My problem with page 3 is nothing to do with nudity; it’s the mainstreaming of sexualised female nudity for capital gain. Page 3 has absolutely nothing to do with news, and everything to do with selling papers at the cost of reinforcing sexualised attitudes towards young women. Because, ‘sex sells’.
Let’s not forget The Sun is a financially motivated business. With the rapid decline of print media, they are clinging onto what first truly set them afloat: Page 3 was first published so that men could access soft pornography in an easy, take-home way. Back in the 1970s, it was less awkward to just buy a newspaper and ogle at a photo of a stranger’s breasts instead of shiftily waiting until the shop was empty before asking for a top-shelf porn magazine.
Power beyond the page
As a national publication, it has influential power with deeply resounding repercussions in gender relations. The Sun is using that power to capitalise on sexualised images of young women. And yet, Page 3 is selling society short.
Yes, the models consent to the photography, and they are paid. What I’m saying is that, for The Sun, the impact of Page 3 stops at the moment the paper is sold and they’ve got their 30p. For UK society, Page 3’s impact is ubiquitous. It influences the way that (*heterosexual) men look at young women in both public and private, the way women are represented to young boys and girls, and the way that breasts are deemed to be ‘entertainment’, ‘a bit of fun’; completely detached from the female body and mind.
We are happy to accept that what we read in newspapers makes an impression on our minds; every day, conversations start along the lines of “This morning I read in the paper that….”. If we read newspapers and just forgot about their content, what would be the point? Their content travels into our thoughts and shapes the way we see the world, usually in a political or emotional way. So why is Page 3 deemed to be exempt from this?
Day after day, Page 3 communicates the same message to its viewers. In a best-selling paper that has few other photos of women who aren’t entertainment figures, the Page 3 ‘girl’ becomes a female youth ambassador for Britain. She’s silent, undressed and passive. Male readers of The Sun applaud this, and many young women internalise this reward-system. The cultural effect of this has been disastrous for women’s body image, and the way they are treated in school, work, on the street and in bars. The Sun tells us that a woman’s best assets are in in her bra, not her brain.
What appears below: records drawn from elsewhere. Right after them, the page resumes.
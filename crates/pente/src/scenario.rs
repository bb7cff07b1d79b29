//! Scenario files: a privacy group plus an ordered list of steps.
//!
//! ```toml
//! [group]
//! name = "bond"
//! members = ["custodian@node1", "investor@node2"]
//!
//! [[step]]
//! action = "deploy"
//! name = "bond"
//! artifact = "BondTracker.json"
//! sender = "custodian@node1"
//! inputs = { name = "FakeBond", symbol = "FBD", custodian = "0x…", distributionFactory = "0x…" }
//!
//! [[step]]
//! action = "call"
//! contract = "bond"
//! method = "investorRegistry"
//! sender = "investor@node2"
//! ```
//!
//! Artifact paths are relative to the scenario file. Parameter schemas come
//! from the artifact ABI.
use std::collections::HashMap;

use camino::{Utf8Path, Utf8PathBuf};
use common::{ArtifactError, Config, ConfigError, ContractArtifact};
use evm_runner::Address;
use privacy_group::{GroupError, LocalPrivacyGroup, Param, PrivacyGroup, new_parameter};
use serde::Deserialize;
use serde_json::{Value, json};
use thiserror::Error;

#[derive(Debug, Error)]
pub enum ScenarioError {
    #[error("failed to read {path}: {source}")]
    Io {
        path: Utf8PathBuf,
        #[source]
        source: std::io::Error,
    },
    #[error("invalid scenario: {0}")]
    Toml(#[from] toml::de::Error),
    #[error("scenario has no [group] table")]
    MissingGroup,
    #[error("step {step}: no contract named \"{name}\" has been deployed")]
    UnknownContract { step: usize, name: String },
    #[error("step {step}: {contract} has no function \"{method}\" in its abi")]
    UnknownFunction {
        step: usize,
        contract: String,
        method: String,
    },
    #[error("step {step}: contract name \"{name}\" is already taken")]
    DuplicateContract { step: usize, name: String },
    #[error("malformed abi entry: {0}")]
    Abi(String),
    #[error("step {step} failed: {source}")]
    Step {
        step: usize,
        #[source]
        source: GroupError,
    },
    #[error(transparent)]
    Config(#[from] ConfigError),
    #[error(transparent)]
    Artifact(#[from] ArtifactError),
    #[error(transparent)]
    Group(#[from] GroupError),
}

#[derive(Debug, Clone, PartialEq, Deserialize)]
#[serde(tag = "action", rename_all = "kebab-case")]
pub enum Step {
    Deploy {
        name: String,
        artifact: String,
        sender: String,
        #[serde(default)]
        inputs: Value,
    },
    Invoke {
        contract: String,
        method: String,
        sender: String,
        #[serde(default)]
        inputs: Value,
    },
    Call {
        contract: String,
        method: String,
        sender: String,
        #[serde(default)]
        inputs: Value,
    },
}

#[derive(Debug, Deserialize)]
struct Steps {
    #[serde(default)]
    step: Vec<Step>,
}

#[derive(Debug)]
pub struct Scenario {
    pub config: Config,
    pub steps: Vec<Step>,
    /// Directory artifact paths are resolved against.
    pub base: Utf8PathBuf,
}

impl Scenario {
    pub fn parse(content: &str, base: &Utf8Path) -> Result<Self, ScenarioError> {
        let config = Config::parse(content)?;
        if config.group.is_none() {
            return Err(ScenarioError::MissingGroup);
        }
        let Steps { step } = toml::from_str(content)?;
        Ok(Self {
            config,
            steps: step,
            base: base.to_owned(),
        })
    }

    pub fn load(path: &Utf8Path) -> Result<Self, ScenarioError> {
        let content = std::fs::read_to_string(path).map_err(|source| ScenarioError::Io {
            path: path.to_owned(),
            source,
        })?;
        let base = path.parent().unwrap_or(Utf8Path::new("."));
        Self::parse(&content, base)
    }

    /// Runs every step in order and returns one JSON record per step.
    /// Stops at the first failing step.
    pub fn run(&self) -> Result<Vec<Value>, ScenarioError> {
        let group = self.config.group.clone().ok_or(ScenarioError::MissingGroup)?;
        let mut group = LocalPrivacyGroup::new(group)?;
        let mut contracts: HashMap<&str, (Address, ContractArtifact)> = HashMap::new();
        let mut records = Vec::with_capacity(self.steps.len());

        for (index, step) in self.steps.iter().enumerate() {
            let number = index + 1;
            tracing::debug!(target: "pente", "Running step {number}: {step:?}");
            let record = match step {
                Step::Deploy {
                    name,
                    artifact,
                    sender,
                    inputs,
                } => {
                    if contracts.contains_key(name.as_str()) {
                        return Err(ScenarioError::DuplicateContract {
                            step: number,
                            name: name.clone(),
                        });
                    }
                    let artifact = ContractArtifact::load(&self.base.join(artifact))?;
                    let constructor = constructor_params(&artifact)?;
                    let address = group
                        .deploy(sender, &artifact.bytecode, &constructor, inputs)
                        .map_err(|source| ScenarioError::Step {
                            step: number,
                            source,
                        })?;
                    contracts.insert(name.as_str(), (address, artifact));
                    json!({
                        "step": number,
                        "action": "deploy",
                        "name": name,
                        "address": format!("{address:#x}"),
                    })
                }
                Step::Invoke {
                    contract,
                    method,
                    sender,
                    inputs,
                } => {
                    let (address, artifact) = lookup(&contracts, number, contract)?;
                    let (params, _) = function_params(artifact, number, contract, method)?;
                    group
                        .invoke(method, &params, sender, *address, inputs)
                        .map_err(|source| ScenarioError::Step {
                            step: number,
                            source,
                        })?;
                    json!({
                        "step": number,
                        "action": "invoke",
                        "contract": contract,
                        "method": method,
                    })
                }
                Step::Call {
                    contract,
                    method,
                    sender,
                    inputs,
                } => {
                    let (address, artifact) = lookup(&contracts, number, contract)?;
                    let (params, outputs) = function_params(artifact, number, contract, method)?;
                    let output = group
                        .call(method, &params, &outputs, sender, *address, inputs)
                        .map_err(|source| ScenarioError::Step {
                            step: number,
                            source,
                        })?;
                    json!({
                        "step": number,
                        "action": "call",
                        "contract": contract,
                        "method": method,
                        "outputs": output.into_json(),
                    })
                }
            };
            records.push(record);
        }
        Ok(records)
    }
}

fn lookup<'a>(
    contracts: &'a HashMap<&str, (Address, ContractArtifact)>,
    step: usize,
    name: &str,
) -> Result<&'a (Address, ContractArtifact), ScenarioError> {
    contracts
        .get(name)
        .ok_or_else(|| ScenarioError::UnknownContract {
            step,
            name: name.to_string(),
        })
}

fn constructor_params(artifact: &ContractArtifact) -> Result<Vec<Param>, ScenarioError> {
    match artifact
        .abi
        .iter()
        .find(|entry| entry["type"] == "constructor")
    {
        Some(entry) => abi_params(&entry["inputs"]),
        None => Ok(Vec::new()),
    }
}

fn function_params(
    artifact: &ContractArtifact,
    step: usize,
    contract: &str,
    method: &str,
) -> Result<(Vec<Param>, Vec<Param>), ScenarioError> {
    let entry = artifact
        .abi
        .iter()
        .find(|entry| entry["type"] == "function" && entry["name"] == method)
        .ok_or_else(|| ScenarioError::UnknownFunction {
            step,
            contract: contract.to_string(),
            method: method.to_string(),
        })?;
    Ok((abi_params(&entry["inputs"])?, abi_params(&entry["outputs"])?))
}

fn abi_params(entries: &Value) -> Result<Vec<Param>, ScenarioError> {
    let Some(entries) = entries.as_array() else {
        return Ok(Vec::new());
    };
    entries
        .iter()
        .map(|entry| {
            let kind = entry["type"]
                .as_str()
                .ok_or_else(|| ScenarioError::Abi(entry.to_string()))?;
            let name = entry["name"].as_str().unwrap_or_default();
            Ok(new_parameter(name, kind)?)
        })
        .collect()
}
//! A small label-aware EVM assembler for writing fixture contracts by hand.
use std::collections::HashMap;

use revm::bytecode::opcode::{JUMPDEST, PUSH0, PUSH1, PUSH2};

#[derive(Debug, Default, Clone)]
pub struct Assembler {
    code: Vec<u8>,
    labels: HashMap<&'static str, usize>,
    fixups: Vec<(usize, &'static str)>,
}

impl Assembler {
    pub fn new() -> Self {
        Self::default()
    }

    pub fn len(&self) -> usize {
        self.code.len()
    }

    pub fn is_empty(&self) -> bool {
        self.code.is_empty()
    }

    pub fn op(&mut self, opcode: u8) -> &mut Self {
        self.code.push(opcode);
        self
    }

    /// Pushes `value` with the shortest push instruction (`PUSH0` for zero).
    pub fn push_u64(&mut self, value: u64) -> &mut Self {
        let bytes = value.to_be_bytes();
        let first = bytes.iter().position(|b| *b != 0).unwrap_or(bytes.len());
        self.push_bytes(&bytes[first..])
    }

    pub fn push_usize(&mut self, value: usize) -> &mut Self {
        self.push_u64(value as u64)
    }

    /// Pushes up to 32 bytes as a single big-endian word.
    pub fn push_bytes(&mut self, bytes: &[u8]) -> &mut Self {
        assert!(bytes.len() <= 32, "cannot push {} bytes", bytes.len());
        if bytes.is_empty() {
            return self.op(PUSH0);
        }
        self.code.push(PUSH1 + (bytes.len() as u8 - 1));
        self.code.extend_from_slice(bytes);
        self
    }

    /// Pushes the offset of `label`, resolved when assembling.
    pub fn push_label(&mut self, label: &'static str) -> &mut Self {
        self.code.push(PUSH2);
        self.fixups.push((self.code.len(), label));
        self.code.extend_from_slice(&[0, 0]);
        self
    }

    /// Defines `label` as a jump target.
    pub fn jumpdest(&mut self, label: &'static str) -> &mut Self {
        self.mark(label);
        self.op(JUMPDEST)
    }

    /// Defines `label` at the current offset without emitting anything.
    pub fn mark(&mut self, label: &'static str) -> &mut Self {
        let previous = self.labels.insert(label, self.code.len());
        assert!(previous.is_none(), "label {label} defined twice");
        self
    }

    pub fn raw(&mut self, bytes: &[u8]) -> &mut Self {
        self.code.extend_from_slice(bytes);
        self
    }

    /// Resolves label references and returns the bytecode.
    ///
    /// Panics on undefined labels or offsets beyond `PUSH2` range.
    pub fn assemble(&self) -> Vec<u8> {
        let mut code = self.code.clone();
        for (position, label) in &self.fixups {
            let offset = *self
                .labels
                .get(label)
                .unwrap_or_else(|| panic!("undefined label {label}"));
            let offset = u16::try_from(offset)
                .unwrap_or_else(|_| panic!("label {label} at {offset} is out of PUSH2 range"));
            code[*position..*position + 2].copy_from_slice(&offset.to_be_bytes());
        }
        code
    }
}
use evm_runner::Address;
use pente_tests::{CUSTODIAN, INVESTOR, OUTSIDER, bond_group};
use pretty_assertions::assert_eq;
use privacy_group::{GroupError, LocalPrivacyGroup, PrivacyGroup, new_parameter};
use serde_json::{Value, json};
use test_utils::{BondTrackerHelper, address_hex, contracts::BOND_INITIAL_SUPPLY};

fn bond_inputs(group: &LocalPrivacyGroup) -> Value {
    let custodian = group.address_of(CUSTODIAN).unwrap();
    json!({
        "name": "FakeBond",
        "symbol": "FBD",
        "custodian": address_hex(custodian),
        "distributionFactory": address_hex(Address::repeat_byte(0x11)),
    })
}

#[test]
fn deploys_with_investor_registry() {
    let (mut group, fixtures) = bond_group();
    let inputs = bond_inputs(&group);
    let bond = BondTrackerHelper::deploy(&mut group, fixtures.loader(), CUSTODIAN, &inputs).unwrap();

    let custodian = group.address_of(CUSTODIAN).unwrap();
    assert_eq!(bond.address(), custodian.create(0));

    let registry = bond.investor_registry(&mut group, CUSTODIAN).unwrap();
    assert_ne!(registry, address_hex(Address::ZERO));
    assert_eq!(registry, address_hex(bond.address().create(1)));
    assert!(group.runner().world().has_code(bond.address().create(1)));
}

#[test]
fn custodian_holds_initial_supply() {
    let (mut group, fixtures) = bond_group();
    let inputs = bond_inputs(&group);
    let bond = BondTrackerHelper::deploy(&mut group, fixtures.loader(), CUSTODIAN, &inputs).unwrap();

    let custodian = address_hex(group.address_of(CUSTODIAN).unwrap());
    let investor = address_hex(group.address_of(INVESTOR).unwrap());
    assert_eq!(
        bond.balance_of(&mut group, INVESTOR, &custodian).unwrap(),
        BOND_INITIAL_SUPPLY.to_string()
    );
    assert_eq!(bond.balance_of(&mut group, INVESTOR, &investor).unwrap(), "0");
}

#[test]
fn custodian_sets_distribution() {
    let (mut group, fixtures) = bond_group();
    let inputs = bond_inputs(&group);
    let bond = BondTrackerHelper::deploy(&mut group, fixtures.loader(), CUSTODIAN, &inputs).unwrap();

    let distribution = address_hex(Address::repeat_byte(0x22));
    bond.set_distribution(&mut group, CUSTODIAN, &distribution).unwrap();

    let output = group
        .call(
            "distribution",
            &[],
            &[new_parameter("output", "address").unwrap()],
            INVESTOR,
            bond.address(),
            &json!({}),
        )
        .unwrap();
    assert_eq!(output.output(), distribution);
}

#[test]
fn only_the_custodian_sets_distribution() {
    let (mut group, fixtures) = bond_group();
    let inputs = bond_inputs(&group);
    let bond = BondTrackerHelper::deploy(&mut group, fixtures.loader(), CUSTODIAN, &inputs).unwrap();

    let err = bond
        .set_distribution(&mut group, INVESTOR, &address_hex(Address::repeat_byte(0x22)))
        .unwrap_err();
    match err {
        GroupError::Reverted { method, reason, .. } => {
            assert_eq!(method, "setDistribution");
            assert_eq!(reason.as_deref(), Some("not custodian"));
        }
        other => panic!("expected a revert, got {other}"),
    }
}

#[test]
fn outsiders_cannot_use_the_bond() {
    let (mut group, fixtures) = bond_group();
    let inputs = bond_inputs(&group);
    assert!(matches!(
        BondTrackerHelper::deploy(&mut group, fixtures.loader(), OUTSIDER, &inputs),
        Err(test_utils::HelperError::Group(GroupError::NotMember { .. }))
    ));

    let bond = BondTrackerHelper::deploy(&mut group, fixtures.loader(), CUSTODIAN, &inputs).unwrap();
    assert!(matches!(
        bond.investor_registry(&mut group, OUTSIDER),
        Err(GroupError::NotMember { .. })
    ));
}

#[test]
fn missing_constructor_inputs_are_named() {
    let (mut group, fixtures) = bond_group();
    let err = BondTrackerHelper::deploy(
        &mut group,
        fixtures.loader(),
        CUSTODIAN,
        &json!({"name": "FakeBond", "symbol": "FBD"}),
    )
    .unwrap_err();
    assert!(matches!(
        err,
        test_utils::HelperError::Group(GroupError::MissingInput(name)) if name == "custodian"
    ));
}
And we expect it. Some men genuinely expect an entitlement to see breasts. Some men see no problem with shouting ‘get your baps out!’ to women at bus stops. Because it’s funny, right? No, it’s because sadly, that’s the first thing they think of when they see a young woman. Because its just so ‘normal’ to have visual access to a young woman’s breasts. Unable to imagine how that comment might make the woman feel because after all, they’re just ‘appreciating’ her body, aren’t they?
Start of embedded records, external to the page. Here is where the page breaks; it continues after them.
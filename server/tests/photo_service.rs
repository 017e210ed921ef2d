//! Create/update/delete behaviour of `PhotoService`, including what each
//! partial failure leaves behind in the two stores.

mod support;

use photo_vault_lib::assets::AssetStore;
use photo_vault_lib::models::PhotoUpdate;
use photo_vault_lib::service::PhotoError;

use support::{harness, JPEG, PNG};

// ============================================================================
// Happy paths
// ============================================================================

#[tokio::test]
async fn create_then_read_returns_stored_photo() {
    let h = harness();

    let photo = h.service.create("sunset", JPEG.to_vec()).await.unwrap();
    let read = h.service.get(&photo.id).await.unwrap();

    assert_eq!(read.title, "sunset");
    assert_eq!(read.image_url, photo.image_url);
    assert!(h.assets.serves(&read.image_url));
    assert_eq!(h.assets.fetch(&read.asset_id).await.unwrap().data, JPEG);
}

#[tokio::test]
async fn list_is_empty_for_empty_store() {
    let h = harness();
    assert!(h.service.list().await.unwrap().is_empty());
}

#[tokio::test]
async fn read_unknown_id_is_not_found() {
    let h = harness();
    let err = h.service.get("missing").await.unwrap_err();
    assert!(matches!(err, PhotoError::NotFound(id) if id == "missing"));
}

#[tokio::test]
async fn delete_removes_record_and_asset() {
    let h = harness();
    let photo = h.service.create("sunset", JPEG.to_vec()).await.unwrap();

    h.service.delete(&photo.id).await.unwrap();

    assert!(matches!(
        h.service.get(&photo.id).await,
        Err(PhotoError::NotFound(_))
    ));
    assert!(!h.assets.contains(&photo.asset_id));
    assert!(h.assets.is_empty());
}

#[tokio::test]
async fn delete_twice_reports_not_found_second_time() {
    let h = harness();
    let photo = h.service.create("sunset", JPEG.to_vec()).await.unwrap();

    h.service.delete(&photo.id).await.unwrap();
    let err = h.service.delete(&photo.id).await.unwrap_err();

    assert!(matches!(err, PhotoError::NotFound(_)));
    assert!(h.records.get(&photo.id).is_none());
}

#[tokio::test]
async fn title_only_update_keeps_asset() {
    let h = harness();
    let photo = h.service.create("sunset", JPEG.to_vec()).await.unwrap();

    let update = PhotoUpdate {
        title: Some("sunset2".into()),
        image: None,
    };
    let updated = h.service.update(&photo.id, update).await.unwrap();

    assert_eq!(updated.id, photo.id);
    assert_eq!(updated.title, "sunset2");
    assert_eq!(updated.image_url, photo.image_url);
    assert_eq!(updated.asset_id, photo.asset_id);
    assert!(h.assets.contains(&photo.asset_id));
    assert_eq!(h.assets.len(), 1);
}

#[tokio::test]
async fn image_update_replaces_asset_without_orphans() {
    let h = harness();
    let photo = h.service.create("sunset", JPEG.to_vec()).await.unwrap();

    let update = PhotoUpdate {
        title: None,
        image: Some(PNG.to_vec()),
    };
    let updated = h.service.update(&photo.id, update).await.unwrap();

    assert_eq!(updated.title, "sunset");
    assert_ne!(updated.image_url, photo.image_url);
    assert_ne!(updated.asset_id, photo.asset_id);
    assert!(!h.assets.contains(&photo.asset_id));
    assert!(h.assets.serves(&updated.image_url));
    assert_eq!(h.assets.len(), 1);
    assert_eq!(h.records.get(&photo.id).unwrap(), updated);
}

#[tokio::test]
async fn update_with_title_and_image_applies_both() {
    let h = harness();
    let photo = h.service.create("sunset", JPEG.to_vec()).await.unwrap();

    let update = PhotoUpdate {
        title: Some("dusk".into()),
        image: Some(PNG.to_vec()),
    };
    let updated = h.service.update(&photo.id, update).await.unwrap();

    assert_eq!(updated.title, "dusk");
    assert!(updated.image_url.ends_with(".png"));
}

#[tokio::test]
async fn empty_update_returns_record_unchanged() {
    let h = harness();
    let photo = h.service.create("sunset", JPEG.to_vec()).await.unwrap();

    let same = h
        .service
        .update(&photo.id, PhotoUpdate::default())
        .await
        .unwrap();
    assert_eq!(same, photo);
}

#[tokio::test]
async fn update_unknown_id_is_not_found() {
    let h = harness();
    let update = PhotoUpdate {
        title: Some("x".into()),
        image: Some(JPEG.to_vec()),
    };
    let err = h.service.update("missing", update).await.unwrap_err();

    assert!(matches!(err, PhotoError::NotFound(_)));
    assert!(h.assets.is_empty());
}

#[tokio::test]
async fn update_unknown_id_with_invalid_fields_is_not_found() {
    let h = harness();

    let blank = PhotoUpdate {
        title: Some("  ".into()),
        image: None,
    };
    assert!(matches!(
        h.service.update("missing", blank).await,
        Err(PhotoError::NotFound(_))
    ));

    let empty = PhotoUpdate {
        title: None,
        image: Some(Vec::new()),
    };
    assert!(matches!(
        h.service.update("missing", empty).await,
        Err(PhotoError::NotFound(_))
    ));
}

#[tokio::test]
async fn update_rejects_blank_title_and_empty_image() {
    let h = harness();
    let photo = h.service.create("sunset", JPEG.to_vec()).await.unwrap();

    let blank = PhotoUpdate {
        title: Some("  ".into()),
        image: None,
    };
    assert!(matches!(
        h.service.update(&photo.id, blank).await,
        Err(PhotoError::ValidationFailed(_))
    ));

    let empty = PhotoUpdate {
        title: None,
        image: Some(Vec::new()),
    };
    assert!(matches!(
        h.service.update(&photo.id, empty).await,
        Err(PhotoError::ValidationFailed(_))
    ));
    assert!(h.assets.contains(&photo.asset_id));
}

#[tokio::test]
async fn sunset_scenario() {
    let h = harness();

    let photo = h.service.create("sunset", JPEG.to_vec()).await.unwrap();
    assert_eq!(photo.id, "p1");
    assert_eq!(photo.title, "sunset");
    assert_eq!(photo.image_url, "https://host/a1.jpg");

    let listed = h.service.list().await.unwrap();
    assert_eq!(listed.len(), 1);
    assert_eq!(listed[0].id, "p1");

    let update = PhotoUpdate {
        title: Some("sunset2".into()),
        image: None,
    };
    let updated = h.service.update("p1", update).await.unwrap();
    assert_eq!(updated.id, "p1");
    assert_eq!(updated.title, "sunset2");
    assert_eq!(updated.image_url, "https://host/a1.jpg");

    h.service.delete("p1").await.unwrap();
    assert!(matches!(
        h.service.get("p1").await,
        Err(PhotoError::NotFound(_))
    ));
}

// ============================================================================
// Failure windows
// ============================================================================

#[tokio::test]
async fn failed_upload_on_create_leaves_no_record() {
    let h = harness();
    h.assets.fail_uploads(true);

    let err = h.service.create("sunset", JPEG.to_vec()).await.unwrap_err();

    assert!(matches!(err, PhotoError::UploadFailed(_)));
    assert!(h.records.is_empty());
    assert!(h.assets.is_empty());
}

#[tokio::test]
async fn failed_insert_on_create_orphans_the_upload() {
    let h = harness();
    h.records.fail_inserts(true);

    let err = h.service.create("sunset", JPEG.to_vec()).await.unwrap_err();

    assert!(matches!(err, PhotoError::PersistFailed(_)));
    assert!(h.records.is_empty());
    // No rollback: the uploaded asset stays behind, unreferenced.
    assert_eq!(h.assets.len(), 1);
    assert!(h.assets.contains("a1.jpg"));
}

#[tokio::test]
async fn failed_old_asset_delete_aborts_update() {
    let h = harness();
    let photo = h.service.create("sunset", JPEG.to_vec()).await.unwrap();
    h.assets.fail_deletes(true);

    let update = PhotoUpdate {
        title: Some("dusk".into()),
        image: Some(PNG.to_vec()),
    };
    let err = h.service.update(&photo.id, update).await.unwrap_err();

    assert!(matches!(err, PhotoError::AssetDeleteFailed(_)));
    assert_eq!(h.records.get(&photo.id).unwrap(), photo);
    assert!(h.assets.contains(&photo.asset_id));
    assert_eq!(h.assets.len(), 1);
}

#[tokio::test]
async fn failed_replacement_upload_leaves_record_on_deleted_asset() {
    let h = harness();
    let photo = h.service.create("sunset", JPEG.to_vec()).await.unwrap();
    h.assets.fail_uploads(true);

    let update = PhotoUpdate {
        title: None,
        image: Some(PNG.to_vec()),
    };
    let err = h.service.update(&photo.id, update).await.unwrap_err();

    assert!(matches!(err, PhotoError::UploadFailed(_)));
    let stored = h.records.get(&photo.id).unwrap();
    assert_eq!(stored.asset_id, photo.asset_id);
    assert!(!h.assets.contains(&stored.asset_id));
}

#[tokio::test]
async fn failed_persist_after_replacement_orphans_new_asset() {
    let h = harness();
    let photo = h.service.create("sunset", JPEG.to_vec()).await.unwrap();
    h.records.fail_updates(true);

    let update = PhotoUpdate {
        title: None,
        image: Some(PNG.to_vec()),
    };
    let err = h.service.update(&photo.id, update).await.unwrap_err();

    assert!(matches!(err, PhotoError::PersistFailed(_)));
    let stored = h.records.get(&photo.id).unwrap();
    assert_eq!(stored.asset_id, photo.asset_id);
    assert!(!h.assets.contains(&photo.asset_id));
    assert!(h.assets.contains("a2.png"));
}

#[tokio::test]
async fn failed_asset_delete_keeps_record() {
    let h = harness();
    let photo = h.service.create("sunset", JPEG.to_vec()).await.unwrap();
    h.assets.fail_deletes(true);

    let err = h.service.delete(&photo.id).await.unwrap_err();

    assert!(matches!(err, PhotoError::AssetDeleteFailed(_)));
    assert!(h.records.get(&photo.id).is_some());
    assert!(h.assets.contains(&photo.asset_id));
}

#[tokio::test]
async fn failed_record_delete_orphans_the_record() {
    let h = harness();
    let photo = h.service.create("sunset", JPEG.to_vec()).await.unwrap();
    h.records.fail_deletes(true);

    let err = h.service.delete(&photo.id).await.unwrap_err();

    assert!(matches!(err, PhotoError::PersistFailed(_)));
    assert!(h.records.get(&photo.id).is_some());
    assert!(!h.assets.contains(&photo.asset_id));

    // Retrying once the store recovers converges on the deleted state.
    h.records.fail_deletes(false);
    h.service.delete(&photo.id).await.unwrap();
    assert!(h.records.get(&photo.id).is_none());
}

#[tokio::test]
async fn asset_missing_on_delete_counts_as_deleted() {
    let h = harness();
    let photo = h.service.create("sunset", JPEG.to_vec()).await.unwrap();
    assert!(h.assets.evict(&photo.asset_id));

    h.service.delete(&photo.id).await.unwrap();
    assert!(h.records.is_empty());
}

#[tokio::test]
async fn read_failures_surface_as_store_errors() {
    let h = harness();
    h.records.fail_reads(true);

    assert!(matches!(
        h.service.list().await,
        Err(PhotoError::StoreFailed(_))
    ));
    assert!(matches!(
        h.service.get("p1").await,
        Err(PhotoError::StoreFailed(_))
    ));
}

// ============================================================================
// Concurrency
// ============================================================================

#[tokio::test(flavor = "multi_thread", worker_threads = 4)]
async fn concurrent_deletes_of_one_photo_have_one_winner() {
    let h = std::sync::Arc::new(harness());
    let photo = h.service.create("sunset", JPEG.to_vec()).await.unwrap();

    let mut tasks = Vec::new();
    for _ in 0..8 {
        let h = h.clone();
        let id = photo.id.clone();
        tasks.push(tokio::spawn(async move { h.service.delete(&id).await }));
    }

    let mut deleted = 0;
    for task in tasks {
        match task.await.unwrap() {
            Ok(()) => deleted += 1,
            Err(PhotoError::NotFound(_)) => {}
            Err(e) => panic!("unexpected error: {e}"),
        }
    }
    assert_eq!(deleted, 1);
    assert!(h.records.is_empty());
    assert!(h.assets.is_empty());
}

#[tokio::test(flavor = "multi_thread", worker_threads = 4)]
async fn concurrent_image_updates_leave_exactly_one_asset() {
    let h = std::sync::Arc::new(harness());
    let photo = h.service.create("sunset", JPEG.to_vec()).await.unwrap();

    let mut tasks = Vec::new();
    for i in 0..8 {
        let h = h.clone();
        let id = photo.id.clone();
        tasks.push(tokio::spawn(async move {
            let update = PhotoUpdate {
                title: Some(format!("take {i}")),
                image: Some(PNG.to_vec()),
            };
            h.service.update(&id, update).await
        }));
    }
    for task in tasks {
        task.await.unwrap().unwrap();
    }

    let stored = h.records.get(&photo.id).unwrap();
    assert_eq!(h.assets.len(), 1);
    assert!(h.assets.contains(&stored.asset_id));
}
The reason why many people still see no problem with Page 3 is because mainstream sexual objectification of women really isn’t a problem for them. They don’t bear the brunt of sexual violence, insult and harm on a daily basis. They’re not pressured to be sexually available, but not sexually active; to be a fantasy; a 2-dimensional reflection of a real human being, printed out on a piece of paper, waiting to be thrown away when the viewer is bored. Seen and not heard, right?
That is why I ended up in front of News International’s HQ in Wapping. That is why I signed the No More Page 3 petition. The No More Page 3 campaigners, female and male, are witnesses to the effect that media objectification has on a huge part of our society: sexual harassment of women. This systematic evaluation of women’s bodies and the detachment from their humanity doesn’t belong in Britain anymore.